Quase no exato momento em que Flavio Cobolli e Matteo Arnaldi deveriam comparecer ao tribunal Philippe-Chatrier na sexta-feira e disputar a partida de suas vidas, eles poderiam estar localizados nas entranhas do estádio, seus rostos uma imagem de total miséria dentro da sala de entrevistas principal de Roland Garros.
Se não fosse pela gravidade da situação, com Arnaldi forçado a desistir da sua primeira semifinal de Grand Slam devido a um vírus que tomou conta do seu corpo durante a noite, teria sido uma visão cómica. Alguém nos bastidores não estava exatamente lúcido quando decidiu que era uma boa ideia Cobolli sentar-se ao lado de um indivíduo com uma doença viral dois dias antes de sua final de Grand Slam.
Ao sair da sala de entrevistas e seguir direto para uma sessão de treinos dentro da quadra do estádio, o foco de Cobolli já havia mudado. Resta apenas uma batalha real com o segundo cabeça-de-chave, Alexander Zverev, e ambos tentarão vencer seu primeiro Grand Slam. É difícil dizer se não jogar na sexta-feira será uma vantagem ou um desafio adicional para Cobolli.
Num torneio em que tantos jogadores ultrapassam os seus limites físicos na esperança desesperada de um raro slam, o benefício do descanso extra é inestimável. No entanto, como explicou Cobolli, os jogadores estabelecem um ritmo ao longo de uma quinzena de Slam e competir em dias alternados ajuda a manter a resistência e o timing. Lidar com sucesso com os nervos que acompanham a disputa de uma semifinal também é, pelo menos, algum tipo de preparação para a pressão potencialmente sufocante de uma final importante.
Independentemente disso, este é um marco significativo para Cobolli, um jogador carismático e extrovertido que há algum tempo busca uma inovação. Não há dúvida de que Cobolli pertence aqui. Ele é um dos melhores atletas do circuito armado com um dos forehands mais destrutivos. O italiano também é um excelente retornador com um chute de saque doce que funciona de maneira brilhante no saibro e está gradualmente construindo um jogo mais completo e em todas as quadras. O desafio de Cobolli tem sido montar seu jogo nas partidas maiores com foco, resistência e consistência suficientes para igualar os melhores jogadores.
Alexander Zverev é o favorito, mas ainda busca seu primeiro título de Grand Slam. Fotografia: Robert Szaniszlo/NurPhoto/Shutterstock
A sua gestão de jogo, especialmente tendo em conta o caos que o rodeia, tem sido o aspecto mais impressionante da sua passagem aqui. À medida que a carnificina se desenrolava ao longo da primeira metade, com tantos cabeças-de-chave perdendo cedo e outros sendo arrastados para cansativos cinco sets, Cobolli foi quem teve um desempenho de alto nível, fechando as partidas com eficiência e pronto para aproveitar a oportunidade.

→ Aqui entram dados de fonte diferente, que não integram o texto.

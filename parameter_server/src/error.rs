use std::{io, path::PathBuf};

use machine_learning::MlErr;
use safetensors::SafeTensorError;
use thiserror::Error;

use crate::initialization::InitErr;

/// The result type used across the parameter server.
pub type Result<T> = std::result::Result<T, StoreErr>;

/// Errors raised by the variable store and the checkpoint store.
#[derive(Debug, Error)]
pub enum StoreErr {
    #[error("variable `{name}` already exists with shape {existing:?}, requested {requested:?}")]
    ShapeConflict {
        name: String,
        existing: Vec<usize>,
        requested: Vec<usize>,
    },

    #[error("device {device} requested `{name}`, which device 0 never created")]
    UnsharedVariable { name: String, device: usize },

    #[error("the variable `{0}` doesn't exist")]
    MissingVariable(String),

    #[error("can't initialize `{name}`: {source}")]
    Init {
        name: String,
        #[source]
        source: InitErr,
    },

    #[error("`{name}` has shape {checkpoint:?} in the checkpoint but {store:?} in the store")]
    RestoreMismatch {
        name: String,
        checkpoint: Vec<usize>,
        store: Vec<usize>,
    },

    #[error("the checkpoint {path} has no value for `{name}`")]
    NotInCheckpoint { name: String, path: PathBuf },

    #[error("malformed checkpoint {path}: {reason}")]
    Corrupt { path: PathBuf, reason: String },

    #[error("keep_checkpoint_max must be at least 1")]
    ZeroRetention,

    #[error(transparent)]
    Ml(#[from] MlErr),

    #[error(transparent)]
    Io(#[from] io::Error),

    #[error(transparent)]
    Safetensors(#[from] SafeTensorError),

    #[error(transparent)]
    Json(#[from] serde_json::Error),
}
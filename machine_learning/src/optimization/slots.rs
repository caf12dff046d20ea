use std::collections::HashMap;

use super::{Optimizer, OptimizerKind};
use crate::Result;

/// One optimizer state per variable, created on the variable's first update.
pub struct OptimizerSlots {
    kind: OptimizerKind,
    slots: HashMap<String, Box<dyn Optimizer>>,
}

impl OptimizerSlots {
    pub fn new(kind: OptimizerKind) -> Self {
        Self {
            kind,
            slots: HashMap::new(),
        }
    }

    pub fn kind(&self) -> OptimizerKind {
        self.kind
    }

    /// Applies one update to the variable `name`.
    ///
    /// # Arguments
    /// * `name` - The variable's name, keys its optimizer state.
    /// * `lr` - The learning rate for this step.
    /// * `grad` - The variable's gradient.
    /// * `params` - The variable's values.
    ///
    /// # Returns
    /// An error if the gradient, the values and the existing state differ in size.
    pub fn apply(&mut self, name: &str, lr: f32, grad: &[f32], params: &mut [f32]) -> Result<()> {
        let kind = self.kind;
        let optimizer = self
            .slots
            .entry(name.to_string())
            .or_insert_with(|| kind.build(params.len()));

        optimizer.update_params(lr, grad, params)
    }

    /// The amount of variables with optimizer state.
    pub fn len(&self) -> usize {
        self.slots.len()
    }

    pub fn is_empty(&self) -> bool {
        self.slots.is_empty()
    }
}
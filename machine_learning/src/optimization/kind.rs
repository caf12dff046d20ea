use std::{fmt, str::FromStr};

use serde::{Deserialize, Serialize};

use super::{
    Adadelta, Adagrad, Adam, Ftrl, GradientDescent, GradientDescentWithMomentum, Optimizer,
    RmsProp,
};
use crate::MlErr;

/// The optimizers that can be selected by name.
#[derive(Debug, Clone, Copy, PartialEq, Eq, Hash, Serialize, Deserialize)]
#[serde(rename_all = "lowercase")]
pub enum OptimizerKind {
    Sgd,
    Momentum,
    Adam,
    Adagrad,
    Adadelta,
    Rmsprop,
    Ftrl,
}

impl OptimizerKind {
    pub const ALL: [OptimizerKind; 7] = [
        Self::Sgd,
        Self::Momentum,
        Self::Adam,
        Self::Adagrad,
        Self::Adadelta,
        Self::Rmsprop,
        Self::Ftrl,
    ];

    pub fn as_str(&self) -> &'static str {
        match self {
            Self::Sgd => "sgd",
            Self::Momentum => "momentum",
            Self::Adam => "adam",
            Self::Adagrad => "adagrad",
            Self::Adadelta => "adadelta",
            Self::Rmsprop => "rmsprop",
            Self::Ftrl => "ftrl",
        }
    }

    /// Builds the optimizer state for a variable of `len` elements with the default hyperparameters.
    pub fn build(&self, len: usize) -> Box<dyn Optimizer> {
        match self {
            Self::Sgd => Box::new(GradientDescent::new(len)),
            Self::Momentum => Box::new(GradientDescentWithMomentum::new(len, 0.9)),
            Self::Adam => Box::new(Adam::new(len, 0.9, 0.999, 1e-8)),
            Self::Adagrad => Box::new(Adagrad::new(len, 0.1)),
            Self::Adadelta => Box::new(Adadelta::new(len, 0.95, 1e-8)),
            Self::Rmsprop => Box::new(RmsProp::new(len, 0.9, 0., 1e-10)),
            Self::Ftrl => Box::new(Ftrl::new(len, -0.5, 0.1, 0., 0.)),
        }
    }
}

impl fmt::Display for OptimizerKind {
    fn fmt(&self, f: &mut fmt::Formatter<'_>) -> fmt::Result {
        f.write_str(self.as_str())
    }
}

impl FromStr for OptimizerKind {
    type Err = MlErr;

    fn from_str(s: &str) -> Result<Self, Self::Err> {
        Self::ALL
            .into_iter()
            .find(|kind| kind.as_str() == s)
            .ok_or_else(|| MlErr::UnknownOptimizer(s.to_string()))
    }
}
pub mod callback;
pub mod config;
pub mod error;
pub mod inputter;
pub mod modeler;
pub mod registry;
pub mod runner;

use std::sync::Arc;

use callback::{CallbackArgs, CallbackPipeline, callbacks};
use config::AppConfig;
use inputter::InputterArgs;
use modeler::ModelerArgs;

pub use error::{OrchestratorError, Result};
pub use runner::{RunSummary, Runner, StopHandle};

/// Builds a runner out of an already validated `AppConfig`.
///
/// Every name in the configuration is resolved through the registries, an unknown one fails
/// before any variable is created.
///
/// # Errors
/// `Configuration` on unknown names, or whatever the inputter fails with while reading its data.
pub fn build_runner(config: &AppConfig) -> Result<Runner> {
    let network = registry::network(&config.network)?;

    let augmenter = config
        .augmenter
        .as_deref()
        .map(|name| registry::augmenters().resolve(name, &config.inputter_config))
        .transpose()?
        .map(Arc::from);

    let inputter = registry::inputters().resolve(
        &config.inputter,
        &InputterArgs {
            config: config.inputter_config.clone(),
            augmenter,
        },
    )?;

    let modeler = registry::modelers().resolve(
        &config.modeler,
        &ModelerArgs {
            config: config.modeler_config.clone(),
            network,
        },
    )?;

    let runner_config = &config.runner_config;
    let args = CallbackArgs::new(runner_config.clone(), config.inputter_config.clone());
    let callbacks = callbacks().resolve_list(runner_config.callbacks_for(config.general.mode), &args)?;

    log::info!(
        mode = config.general.mode.as_str(),
        devices = config.general.device_count.get(),
        batch_size_per_gpu = config.general.batch_size_per_gpu.get();
        "built {} / {} / {} with {} callback(s)",
        config.inputter,
        config.modeler,
        config.network,
        callbacks.len()
    );

    let seed = config.inputter_config.seed.unwrap_or_else(rand::random);
    Runner::new(
        runner_config.clone(),
        inputter,
        modeler,
        CallbackPipeline::new(callbacks),
        seed,
    )
}
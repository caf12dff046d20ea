use log::info;

use super::{Callback, CallbackArgs, Flow, RunContext};
use crate::{error::BoxError, runner::AggregatedResult};

/// Logs the running mean of a scalar output every `log_every_n_iter` steps.
///
/// A non finite value fails the step, since training can't recover from it.
pub struct ScalarLogger {
    name: &'static str,
    output: &'static str,
    every: u64,
    sum: f64,
    count: u64,
}

impl ScalarLogger {
    pub fn new(name: &'static str, output: &'static str, args: &CallbackArgs) -> Self {
        Self {
            name,
            output,
            every: args.runner.log_every_n_iter.max(1),
            sum: 0.,
            count: 0,
        }
    }
}

impl Callback for ScalarLogger {
    fn name(&self) -> &str {
        self.name
    }

    fn after_step(
        &mut self,
        ctx: &RunContext,
        outputs: &AggregatedResult,
    ) -> Result<Flow, BoxError> {
        let Some(value) = outputs.scalar(self.output) else {
            return Ok(Flow::Continue);
        };

        if !value.is_finite() {
            return Err(format!("{} is {value} at step {}", self.output, ctx.global_step).into());
        }

        self.sum += f64::from(value);
        self.count += 1;

        if ctx.step % self.every == 0 || ctx.step == ctx.max_steps {
            let mean = self.sum / self.count as f64;
            info!(step = ctx.global_step; "{} {}: {mean:.4}", ctx.mode, self.output);
            self.sum = 0.;
            self.count = 0;
        }

        Ok(Flow::Continue)
    }
}
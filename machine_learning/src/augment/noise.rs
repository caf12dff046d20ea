use rand::RngCore;
use rand_distr::{Distribution, Normal};

use super::Augmenter;
use crate::{MlErr, Result, Tensor};

/// Adds zero mean gaussian noise to every value.
#[derive(Debug, Clone, Copy)]
pub struct GaussianNoise {
    normal: Normal<f32>,
}

impl GaussianNoise {
    /// Creates a new `GaussianNoise` augmenter.
    ///
    /// # Arguments
    /// * `std_dev` - The noise's standard deviation, must be finite and not negative.
    pub fn new(std_dev: f32) -> Result<Self> {
        if !std_dev.is_finite() || std_dev < 0. {
            return Err(MlErr::InvalidParameter(format!(
                "noise std_dev must be finite and not negative, got {std_dev}"
            )));
        }

        let normal = Normal::new(0., std_dev)
            .map_err(|e| MlErr::InvalidParameter(format!("noise std_dev {std_dev}: {e}")))?;

        Ok(Self { normal })
    }
}

impl Augmenter for GaussianNoise {
    fn name(&self) -> &str {
        "gaussian_noise"
    }

    fn augment(&self, mut sample: Tensor, rng: &mut dyn RngCore) -> Tensor {
        sample.mapv_inplace(|v| v + self.normal.sample(&mut *rng));
        sample
    }
}

#[cfg(test)]
mod tests {
    use ndarray::IxDyn;
    use rand::{SeedableRng, rngs::StdRng};

    use super::*;

    #[test]
    fn noise_keeps_shape_and_changes_values() {
        let mut rng = StdRng::seed_from_u64(3);
        let noise = GaussianNoise::new(0.1).unwrap();
        let sample = Tensor::zeros(IxDyn(&[4, 4, 1]));

        let out = noise.augment(sample.clone(), &mut rng);

        assert_eq!(out.shape(), sample.shape());
        assert!(out.iter().any(|&v| v != 0.));
        assert!(out.iter().all(|v| v.abs() < 1.));
    }

    #[test]
    fn negative_std_dev_is_rejected() {
        assert!(GaussianNoise::new(-1.).is_err());
        assert!(GaussianNoise::new(-f32::MIN_POSITIVE).is_err());
        assert!(GaussianNoise::new(f32::NAN).is_err());
        assert!(GaussianNoise::new(f32::INFINITY).is_err());
    }

    #[test]
    fn zero_std_dev_leaves_samples_unchanged() {
        let mut rng = StdRng::seed_from_u64(3);
        let sample = Tensor::from_elem(vec![2, 2], 0.5);

        let out = GaussianNoise::new(0.).unwrap().augment(sample.clone(), &mut rng);

        assert_eq!(out, sample);
    }
}
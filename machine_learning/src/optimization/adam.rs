use super::{Optimizer, optimizer::check_len};
use crate::Result;

/// Adaptive moment estimation, with bias corrected first and second moments.
#[derive(Debug)]
pub struct Adam {
    beta1: f32,
    beta2: f32,
    epsilon: f32,
    /// The updates applied so far.
    t: i32,
    m: Box<[f32]>,
    v: Box<[f32]>,
}

impl Adam {
    /// Creates a new `Adam` optimizer.
    ///
    /// # Arguments
    /// * `len` - The amount of parameters of the variable.
    /// * `beta1` - The decay of the first moment.
    /// * `beta2` - The decay of the second moment.
    /// * `epsilon` - Keeps the denominator away from zero.
    pub fn new(len: usize, beta1: f32, beta2: f32, epsilon: f32) -> Self {
        Self {
            beta1,
            beta2,
            epsilon,
            t: 0,
            m: vec![0.; len].into_boxed_slice(),
            v: vec![0.; len].into_boxed_slice(),
        }
    }
}

impl Optimizer for Adam {
    fn update_params(&mut self, lr: f32, grad: &[f32], params: &mut [f32]) -> Result<()> {
        check_len(grad, params, self.m.len())?;

        self.t = self.t.saturating_add(1);
        let Self {
            beta1,
            beta2,
            epsilon,
            t,
            ..
        } = *self;

        let lr_t = lr * (1. - beta2.powi(t)).sqrt() / (1. - beta1.powi(t));

        for ((p, g), (m, v)) in params
            .iter_mut()
            .zip(grad)
            .zip(self.m.iter_mut().zip(self.v.iter_mut()))
        {
            *m = beta1 * *m + (1. - beta1) * g;
            *v = beta2 * *v + (1. - beta2) * g * g;
            *p -= lr_t * *m / (v.sqrt() + epsilon);
        }

        Ok(())
    }
}
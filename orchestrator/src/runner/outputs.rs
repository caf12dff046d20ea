use std::collections::BTreeMap;

use machine_learning::{Gradients, MlErr, Tensor};
use ndarray::{Axis, concatenate};

use crate::error::Result;

pub const LOSS: &str = "loss";
pub const GRADIENTS: &str = "gradients";
pub const ACCURACY: &str = "accuracy";
pub const LEARNING_RATE: &str = "learning_rate";

/// One named value a replica produces.
///
/// The variant decides how the values of every device are combined.
#[derive(Debug, Clone, PartialEq)]
pub enum Output {
    /// Averaged across devices.
    Scalar(f32),
    /// Averaged per variable across devices.
    Gradients(Gradients),
    /// Identical on every device, the first device's value is kept.
    State(f32),
    /// Concatenated along the batch axis in device order.
    Batch(Tensor),
    /// Identical on every device, the first device's value is kept.
    Meta(Vec<String>),
}

impl Output {
    fn kind(&self) -> &'static str {
        match self {
            Self::Scalar(_) => "scalar",
            Self::Gradients(_) => "gradients",
            Self::State(_) => "state",
            Self::Batch(_) => "batch",
            Self::Meta(_) => "meta",
        }
    }
}

/// The outputs of one replica, keyed by name.
pub type PerDeviceResult = BTreeMap<String, Output>;

/// The outputs of one step, combined across devices.
#[derive(Debug, Clone, Default, PartialEq)]
pub struct AggregatedResult {
    outputs: BTreeMap<String, Output>,
}

impl AggregatedResult {
    pub fn get(&self, name: &str) -> Option<&Output> {
        self.outputs.get(name)
    }

    /// The value of a `Scalar` or `State` output.
    pub fn scalar(&self, name: &str) -> Option<f32> {
        match self.outputs.get(name)? {
            Output::Scalar(v) | Output::State(v) => Some(*v),
            _ => None,
        }
    }

    pub fn batch(&self, name: &str) -> Option<&Tensor> {
        match self.outputs.get(name)? {
            Output::Batch(t) => Some(t),
            _ => None,
        }
    }

    pub fn meta(&self, name: &str) -> Option<&[String]> {
        match self.outputs.get(name)? {
            Output::Meta(items) => Some(items),
            _ => None,
        }
    }

    pub fn gradients(&self) -> Option<&Gradients> {
        match self.outputs.get(GRADIENTS)? {
            Output::Gradients(g) => Some(g),
            _ => None,
        }
    }

    pub fn names(&self) -> impl Iterator<Item = &str> {
        self.outputs.keys().map(String::as_str)
    }

    pub fn iter(&self) -> impl Iterator<Item = (&str, &Output)> {
        self.outputs.iter().map(|(k, v)| (k.as_str(), v))
    }

    pub fn is_empty(&self) -> bool {
        self.outputs.is_empty()
    }
}

impl FromIterator<(String, Output)> for AggregatedResult {
    fn from_iter<T: IntoIterator<Item = (String, Output)>>(iter: T) -> Self {
        Self {
            outputs: iter.into_iter().collect(),
        }
    }
}

/// Combines the outputs of every device of one step.
///
/// # Returns
/// An error if the devices don't produce the same names and kinds of outputs, or if
/// gradients or batches of one name differ in shape.
pub fn aggregate(per_device: Vec<PerDeviceResult>) -> Result<AggregatedResult> {
    let devices = per_device.len();
    let mut replicas = per_device.into_iter();
    let Some(first) = replicas.next() else {
        return Ok(AggregatedResult::default());
    };

    let rest: Vec<PerDeviceResult> = replicas.collect();
    if let Some(extra) = rest
        .iter()
        .flat_map(|replica| replica.keys())
        .find(|name| !first.contains_key(*name))
    {
        return Err(MlErr::InvalidParameter(format!(
            "output `{extra}` differs across devices"
        ))
        .into());
    }

    let mut outputs = BTreeMap::new();

    for (name, output) in first {
        let others = rest
            .iter()
            .map(|replica| match replica.get(&name) {
                Some(other) if other.kind() == output.kind() => Ok(other),
                _ => Err(MlErr::InvalidParameter(format!(
                    "output `{name}` differs across devices"
                ))),
            })
            .collect::<std::result::Result<Vec<&Output>, _>>()?;

        let combined = match output {
            Output::Scalar(v) => {
                let sum = others.iter().fold(v, |acc, o| match o {
                    Output::Scalar(x) => acc + x,
                    _ => acc,
                });
                Output::Scalar(sum / devices as f32)
            }
            Output::Gradients(mut grads) => {
                for other in others {
                    if let Output::Gradients(g) = other {
                        grads.accumulate(g)?;
                    }
                }
                grads.scale(1. / devices as f32);
                Output::Gradients(grads)
            }
            Output::Batch(t) => {
                let mut views = vec![t.view()];
                views.extend(others.iter().filter_map(|o| match o {
                    Output::Batch(t) => Some(t.view()),
                    _ => None,
                }));
                let joined = concatenate(Axis(0), &views).map_err(|_| MlErr::ShapeMismatch {
                    what: name.clone(),
                    got: views.iter().flat_map(|v| v.shape().first().copied()).collect(),
                    expected: t.shape().to_vec(),
                })?;
                Output::Batch(joined)
            }
            state @ (Output::State(_) | Output::Meta(_)) => state,
        };

        outputs.insert(name, combined);
    }

    Ok(AggregatedResult { outputs })
}

#[cfg(test)]
mod tests {
    use ndarray::IxDyn;

    use super::*;

    fn replica(loss: f32, grad: f32, lr: f32) -> PerDeviceResult {
        let mut grads = Gradients::new();
        grads.insert("w", Tensor::from_elem(IxDyn(&[2]), grad));

        BTreeMap::from([
            (LOSS.to_string(), Output::Scalar(loss)),
            (GRADIENTS.to_string(), Output::Gradients(grads)),
            (LEARNING_RATE.to_string(), Output::State(lr)),
        ])
    }

    #[test]
    fn identical_losses_average_to_themselves() {
        for devices in 1..=4 {
            let result = aggregate((0..devices).map(|_| replica(0.75, 1., 0.1)).collect()).unwrap();
            assert_eq!(result.scalar(LOSS), Some(0.75));
        }
    }

    #[test]
    fn gradients_are_averaged_not_summed() {
        let result = aggregate(vec![replica(1., 1., 0.1), replica(3., 3., 0.1)]).unwrap();

        assert_eq!(result.scalar(LOSS), Some(2.));
        let grads = result.gradients().unwrap();
        assert_eq!(grads.get("w").unwrap().as_slice().unwrap(), &[2., 2.]);
        assert_eq!(result.scalar(LEARNING_RATE), Some(0.1));
    }

    #[test]
    fn state_comes_from_the_first_device() {
        let result = aggregate(vec![replica(1., 1., 0.5), replica(1., 1., 0.7)]).unwrap();

        assert_eq!(result.scalar(LEARNING_RATE), Some(0.5));
    }

    #[test]
    fn batches_are_concatenated_in_device_order() {
        let device = |v: f32| {
            BTreeMap::from([(
                "probabilities".to_string(),
                Output::Batch(Tensor::from_elem(IxDyn(&[1, 2]), v)),
            )])
        };

        let result = aggregate(vec![device(0.), device(1.)]).unwrap();

        let probabilities = result.batch("probabilities").unwrap();
        assert_eq!(probabilities.shape(), &[2, 2]);
        assert_eq!(probabilities.as_slice().unwrap(), &[0., 0., 1., 1.]);
    }

    #[test]
    fn missing_outputs_are_an_error() {
        let mut partial = replica(1., 1., 0.1);
        partial.remove(LOSS);

        assert!(aggregate(vec![replica(1., 1., 0.1), partial]).is_err());
    }

    #[test]
    fn outputs_only_a_later_device_produces_are_an_error() {
        let mut extended = replica(1., 1., 0.1);
        extended.insert("extra".into(), Output::Scalar(1.));

        let err = aggregate(vec![replica(1., 1., 0.1), extended]).unwrap_err();

        assert!(err.to_string().contains("extra"));
    }
}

As melhores conquistas de Cobolli até o momento incluíram uma excelente campanha nas quartas de final em Wimbledon no ano passado e dois títulos ATP 500 e uma classificação mais alta na carreira, 12. O mais significativo foi o papel fundamental que desempenhou na Itália, mantendo o título da Copa Davis em novembro passado, apesar da ausência de Jannik Sinner, com Cobolli vencendo todas as três partidas eliminatórias. Aos 24 anos, chegar à final aqui é claramente um enorme avanço.
A dupla se enfrentou duas vezes nesta temporada no saibro, com Cobolli conseguindo sua primeira vitória sobre Zverev nas semifinais de Munique, em abril, antes de Zverev derrotá-lo em Madrid. Aqui no ano passado, Zverev venceu em dois sets e é o claro favorito para finalmente conquistar seu primeiro título de Grand Slam. Mas também é benéfico para Cobolli saber o que esperar do seu rival alemão e saber como vencê-lo.
Nem sempre ficou claro que o tênis seria o esporte escolhido por Cobolli. O futebol foi a sua primeira paixão e durante a juventude praticou os dois desportos em alto nível até ter que decidir entre eles. Ele era talentoso o suficiente no futebol para jogar com muitos futuros profissionais de ponta que continuam seus amigos, incluindo Riccardo Calafiori, Edoardo Bove e Nicola Zalewski.
Embora algumas pessoas em posições semelhantes muitas vezes façam escolhas baseadas no pragmatismo, como o desporto em que têm maior probabilidade de ter sucesso, Cobolli diz que foi guiado pela sua preferência por competir sozinho em campo. Nenhuma fase do ténis testa a capacidade de um jogador manter a compostura, gerir a tensão e produzir o seu melhor nível sob pressão sufocante enquanto está solitário num vasto campo de estádio durante uma final de Grand Slam. O primeiro revelará muito sobre ele como jogador e para onde está indo.